**Task objective:**
From the opening line of the records through the line bearing "defining group membership.", set down every line exactly.

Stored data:
[Start of section]

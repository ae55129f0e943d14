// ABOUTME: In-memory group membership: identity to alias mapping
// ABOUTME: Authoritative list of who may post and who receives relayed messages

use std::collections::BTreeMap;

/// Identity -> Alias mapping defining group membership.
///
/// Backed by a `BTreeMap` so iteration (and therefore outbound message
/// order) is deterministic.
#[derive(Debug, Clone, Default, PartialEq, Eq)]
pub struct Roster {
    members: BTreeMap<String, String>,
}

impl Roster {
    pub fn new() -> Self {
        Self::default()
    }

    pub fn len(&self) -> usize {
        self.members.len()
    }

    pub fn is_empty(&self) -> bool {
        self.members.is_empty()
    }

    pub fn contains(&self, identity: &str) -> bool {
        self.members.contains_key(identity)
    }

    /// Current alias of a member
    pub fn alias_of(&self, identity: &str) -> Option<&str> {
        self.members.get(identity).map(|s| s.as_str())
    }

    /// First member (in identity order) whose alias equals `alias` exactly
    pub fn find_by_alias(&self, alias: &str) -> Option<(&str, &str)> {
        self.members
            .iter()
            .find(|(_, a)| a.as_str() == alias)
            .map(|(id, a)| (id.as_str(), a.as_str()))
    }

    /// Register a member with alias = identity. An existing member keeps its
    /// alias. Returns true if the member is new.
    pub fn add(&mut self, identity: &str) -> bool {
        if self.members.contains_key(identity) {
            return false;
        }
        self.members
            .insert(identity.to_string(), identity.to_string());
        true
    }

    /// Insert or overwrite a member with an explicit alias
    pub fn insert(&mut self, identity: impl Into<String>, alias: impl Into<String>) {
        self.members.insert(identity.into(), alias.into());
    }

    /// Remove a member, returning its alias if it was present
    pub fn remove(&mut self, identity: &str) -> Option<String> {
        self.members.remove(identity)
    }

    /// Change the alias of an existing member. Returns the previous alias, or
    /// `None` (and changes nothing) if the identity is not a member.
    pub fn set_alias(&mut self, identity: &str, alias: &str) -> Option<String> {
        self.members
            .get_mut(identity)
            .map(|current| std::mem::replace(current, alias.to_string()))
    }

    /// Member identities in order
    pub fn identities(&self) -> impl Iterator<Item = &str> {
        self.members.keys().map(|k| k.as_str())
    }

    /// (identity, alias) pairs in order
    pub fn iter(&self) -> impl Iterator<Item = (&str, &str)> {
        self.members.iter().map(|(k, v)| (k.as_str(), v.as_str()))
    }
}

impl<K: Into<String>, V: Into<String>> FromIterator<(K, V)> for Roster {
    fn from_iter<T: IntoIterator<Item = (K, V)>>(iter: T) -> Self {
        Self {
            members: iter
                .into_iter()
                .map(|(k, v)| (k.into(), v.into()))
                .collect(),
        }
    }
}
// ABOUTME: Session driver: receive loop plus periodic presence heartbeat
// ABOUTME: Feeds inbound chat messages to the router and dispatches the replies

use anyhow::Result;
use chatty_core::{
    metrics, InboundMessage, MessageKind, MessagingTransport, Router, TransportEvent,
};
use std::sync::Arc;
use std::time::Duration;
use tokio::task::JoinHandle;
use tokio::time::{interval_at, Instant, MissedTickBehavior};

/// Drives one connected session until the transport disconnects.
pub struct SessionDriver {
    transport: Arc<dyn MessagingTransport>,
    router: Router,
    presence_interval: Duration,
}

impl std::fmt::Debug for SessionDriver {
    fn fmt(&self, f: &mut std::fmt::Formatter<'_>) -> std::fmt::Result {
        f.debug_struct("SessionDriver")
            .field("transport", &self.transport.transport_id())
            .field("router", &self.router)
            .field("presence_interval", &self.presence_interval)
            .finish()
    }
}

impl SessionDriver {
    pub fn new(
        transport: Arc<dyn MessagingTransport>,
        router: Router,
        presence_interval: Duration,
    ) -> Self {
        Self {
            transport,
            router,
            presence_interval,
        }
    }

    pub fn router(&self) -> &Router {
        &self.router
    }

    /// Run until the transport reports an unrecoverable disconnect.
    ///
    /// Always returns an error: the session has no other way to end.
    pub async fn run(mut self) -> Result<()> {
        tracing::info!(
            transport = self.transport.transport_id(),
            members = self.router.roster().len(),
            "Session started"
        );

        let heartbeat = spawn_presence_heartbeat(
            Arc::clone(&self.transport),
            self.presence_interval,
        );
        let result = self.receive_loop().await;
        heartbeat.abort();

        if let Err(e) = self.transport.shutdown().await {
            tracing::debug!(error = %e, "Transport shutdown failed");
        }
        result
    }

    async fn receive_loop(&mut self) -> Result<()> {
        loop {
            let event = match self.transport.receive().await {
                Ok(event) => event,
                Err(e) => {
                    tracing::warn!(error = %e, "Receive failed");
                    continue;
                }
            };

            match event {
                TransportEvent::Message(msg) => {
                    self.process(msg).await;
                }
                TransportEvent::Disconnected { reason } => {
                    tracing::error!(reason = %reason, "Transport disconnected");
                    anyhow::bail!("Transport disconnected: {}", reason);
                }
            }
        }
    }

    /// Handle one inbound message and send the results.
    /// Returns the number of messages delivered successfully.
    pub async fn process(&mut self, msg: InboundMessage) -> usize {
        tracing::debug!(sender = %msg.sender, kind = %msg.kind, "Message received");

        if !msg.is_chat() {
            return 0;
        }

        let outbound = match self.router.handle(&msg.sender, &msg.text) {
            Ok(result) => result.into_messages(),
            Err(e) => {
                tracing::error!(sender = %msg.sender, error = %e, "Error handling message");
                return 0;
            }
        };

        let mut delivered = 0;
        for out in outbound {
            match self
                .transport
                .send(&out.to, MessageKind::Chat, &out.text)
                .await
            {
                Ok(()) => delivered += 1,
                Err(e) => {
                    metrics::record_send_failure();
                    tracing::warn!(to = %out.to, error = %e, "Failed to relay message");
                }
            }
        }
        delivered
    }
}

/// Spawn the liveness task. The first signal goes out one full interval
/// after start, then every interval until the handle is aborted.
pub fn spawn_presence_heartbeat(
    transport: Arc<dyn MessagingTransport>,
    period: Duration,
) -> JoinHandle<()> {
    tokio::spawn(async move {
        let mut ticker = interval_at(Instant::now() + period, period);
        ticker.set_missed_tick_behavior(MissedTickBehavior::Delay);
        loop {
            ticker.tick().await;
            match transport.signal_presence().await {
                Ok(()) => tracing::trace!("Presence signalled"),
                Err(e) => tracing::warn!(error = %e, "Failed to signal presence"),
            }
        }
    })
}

[End of section]

**Answer box:**
repository ae55129f0e943d14
// ABOUTME: In-memory group membership: identity to alias mapping
// ABOUTME: Authoritative list of who may post and who receives relayed messages

use std::collections::BTreeMap;

/// Identity -> Alias mapping defining group membership.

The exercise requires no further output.